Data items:
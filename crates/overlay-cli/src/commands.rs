use std::path::PathBuf;
use std::rc::Rc;
use std::time::Duration;

use anyhow::{bail, Context};
use serde_json::{json, Value};

use overlay_core::{
    restore_layers, toggle_layer, CoreConfig, Editor, Extent, FilterState, LayerRegistry,
    LocalPhotoFiles, MapView, Mode, ModeController, PhotoOverlaysPanel, PreferenceStore, SectionId,
};

use overlay_core::scheduler::driver::run_move_loop;

use crate::demo::demo_layers;

/// Store, editor and panel wired together for one invocation.
pub struct Session {
    pub store: Rc<PreferenceStore>,
    pub editor: Rc<Editor>,
    pub local_photos: Rc<LocalPhotoFiles>,
    pub panel: PhotoOverlaysPanel,
    move_debounce: Duration,
}

impl Session {
    /// Open the preference file, restore persisted layers and filters, then
    /// enter `mode` if one is given.
    pub fn open(config: &CoreConfig, mode: Option<&str>) -> Self {
        let store = Rc::new(PreferenceStore::open(config));
        if !store.is_durable() {
            tracing::warn!("changes will not outlive this process");
        }

        let local_photos = Rc::new(LocalPhotoFiles::new());
        let layers = Rc::new(demo_layers(local_photos.clone()));
        let photos = Rc::new(FilterState::load(store.clone(), layers.clone()));
        let editor = Rc::new(Editor::new(layers, photos));

        let restored = restore_layers(editor.as_ref(), &store);
        tracing::debug!(?restored, "restored layer visibility");

        if let Some(mode) = mode {
            editor.mode.enter(Mode::new(mode));
        }

        let panel =
            PhotoOverlaysPanel::with_debounce(editor.clone(), store.clone(), config.move_debounce);
        Self {
            store,
            editor,
            local_photos,
            panel,
            move_debounce: config.move_debounce,
        }
    }

    pub fn prefs_get(&self, key: &str) -> anyhow::Result<Value> {
        let value = self
            .store
            .get(key)
            .with_context(|| format!("no preference stored under {key:?}"))?;
        Ok(Value::String(value))
    }

    pub fn prefs_set(&self, key: &str, value: &str) -> anyhow::Result<Value> {
        if !self.store.set(key, value) {
            bail!("failed to write preference {key:?}");
        }
        Ok(json!({ "key": key, "value": value }))
    }

    pub fn prefs_remove(&self, key: &str) -> anyhow::Result<Value> {
        if !self.store.remove(key) {
            bail!("failed to remove preference {key:?}");
        }
        Ok(json!({ "key": key, "removed": true }))
    }

    pub fn prefs_list(&self) -> Value {
        let entries = self
            .store
            .keys()
            .into_iter()
            .filter_map(|key| self.store.get(&key).map(|value| (key, Value::String(value))))
            .collect();
        Value::Object(entries)
    }

    pub fn layers_show(&self) -> Value {
        let layers: Vec<Value> = self
            .editor
            .layers
            .all()
            .iter()
            .map(|layer| {
                json!({
                    "id": layer.id(),
                    "supported": layer.supported(),
                    "enabled": layer.enabled(),
                })
            })
            .collect();
        json!({ "mode": self.editor.mode.mode_id(), "layers": layers })
    }

    pub fn layers_toggle(&self, layer_id: &str) -> anyhow::Result<Value> {
        if self.editor.layers.layer(layer_id).is_none() {
            bail!("unknown layer {layer_id:?}");
        }
        let enabled = toggle_layer(self.editor.as_ref(), &self.store, layer_id);
        Ok(json!({
            "id": layer_id,
            "enabled": enabled,
            "mode": self.editor.mode.mode_id(),
        }))
    }

    pub fn set_view(&self, extent: Option<Extent>, zoom: Option<f64>) {
        let extent = extent.unwrap_or_else(|| self.editor.map.extent());
        let zoom = zoom.unwrap_or_else(|| self.editor.map.zoom());
        self.editor.map.set_view(extent, zoom);
    }

    pub fn load_local_photos(&mut self, files: Vec<PathBuf>) {
        if !files.is_empty() {
            self.panel.set_local_photo_files(files);
        }
    }

    /// Render the panel and return the full patch list of this pass.
    pub fn render(&mut self) -> anyhow::Result<Value> {
        let patches = self.panel.render();
        serde_json::to_value(&patches).context("failed to encode patches")
    }

    /// Pan the map `count` times, `interval` apart, with the panel listening.
    ///
    /// Runs on a current-thread tokio runtime until the last debounced pass
    /// has rendered.
    pub fn simulate_moves(&mut self, count: usize, interval: Duration) -> anyhow::Result<Value> {
        let runtime = tokio::runtime::Builder::new_current_thread()
            .enable_time()
            .build()
            .context("failed to start runtime")?;
        self.simulate_moves_on(&runtime, count, interval)
    }

    fn simulate_moves_on(
        &mut self,
        runtime: &tokio::runtime::Runtime,
        count: usize,
        interval: Duration,
    ) -> anyhow::Result<Value> {
        self.panel.render();
        let (tx, rx) = tokio::sync::mpsc::unbounded_channel();
        let editor = self.editor.clone();
        let debounce = self.move_debounce;
        let panel = &mut self.panel;
        let mut emitted = Vec::new();

        let passes = runtime.block_on(async {
            let producer = async move {
                for _ in 0..count {
                    let extent = editor.map.extent();
                    let shifted = Extent::new(
                        extent.min_lon + 0.01,
                        extent.min_lat,
                        extent.max_lon + 0.01,
                        extent.max_lat,
                    );
                    editor.map.set_view(shifted, editor.map.zoom());
                    if tx.send(()).is_err() {
                        break;
                    }
                    tokio::time::sleep(interval).await;
                }
            };
            let looper = run_move_loop(rx, debounce, || emitted.push(panel.render()));
            let ((), passes) = tokio::join!(producer, looper);
            passes
        });

        Ok(json!({
            "moves": count,
            "passes": passes,
            "patches": serde_json::to_value(&emitted)?,
        }))
    }

    /// Current materialized sections, after at least one render.
    pub fn sections(&self) -> anyhow::Result<Value> {
        let mut out = serde_json::Map::new();
        for id in SectionId::ALL {
            let key = serde_json::to_value(id)?
                .as_str()
                .map(str::to_string)
                .context("section id is not a string")?;
            out.insert(key, serde_json::to_value(self.panel.section(id).items())?);
        }
        Ok(Value::Object(out))
    }
}
pub mod editor;
pub mod extent;
pub mod layer;
pub mod mode;

pub use editor::{Editor, MapState, ModeState};
pub use extent::Extent;
pub use layer::{BoundsCoverage, LayerDescriptor, LayerSet, LocalPhotoFiles, MinZoom};
pub use mode::Mode;
//! A fixed layer set standing in for a real editor.

use std::rc::Rc;

use overlay_core::{BoundsCoverage, Extent, LayerDescriptor, LayerSet, LocalPhotoFiles};

/// Rough bounding box of Norway, where vegbilder has imagery.
pub const NORWAY: Extent = Extent {
    min_lon: 4.0,
    min_lat: 57.0,
    max_lon: 31.5,
    max_lat: 71.5,
};

pub fn demo_layers(local_photos: Rc<LocalPhotoFiles>) -> LayerSet {
    LayerSet::new(vec![
        LayerDescriptor::new("osm").with_enabled(true).into_rc(),
        LayerDescriptor::new("notes").into_rc(),
        LayerDescriptor::new("streetside").into_rc(),
        LayerDescriptor::new("mapillary").into_rc(),
        LayerDescriptor::new("mapillary-map-features")
            .with_min_zoom(16.0)
            .into_rc(),
        LayerDescriptor::new("mapillary-signs")
            .with_min_zoom(16.0)
            .into_rc(),
        LayerDescriptor::new("kartaview").into_rc(),
        LayerDescriptor::new("mapilio").into_rc(),
        LayerDescriptor::new("vegbilder")
            .with_coverage(BoundsCoverage {
                bounds: NORWAY,
                min_zoom: 14.0,
            })
            .into_rc(),
        LayerDescriptor::new("panoramax").into_rc(),
        LayerDescriptor::new("local-photos")
            .with_local_photos(local_photos)
            .into_rc(),
    ])
}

Your task
From the entries above, list each line with "Object" in it.

Problem solution
        Value::Object(entries)
        Ok(Value::Object(out))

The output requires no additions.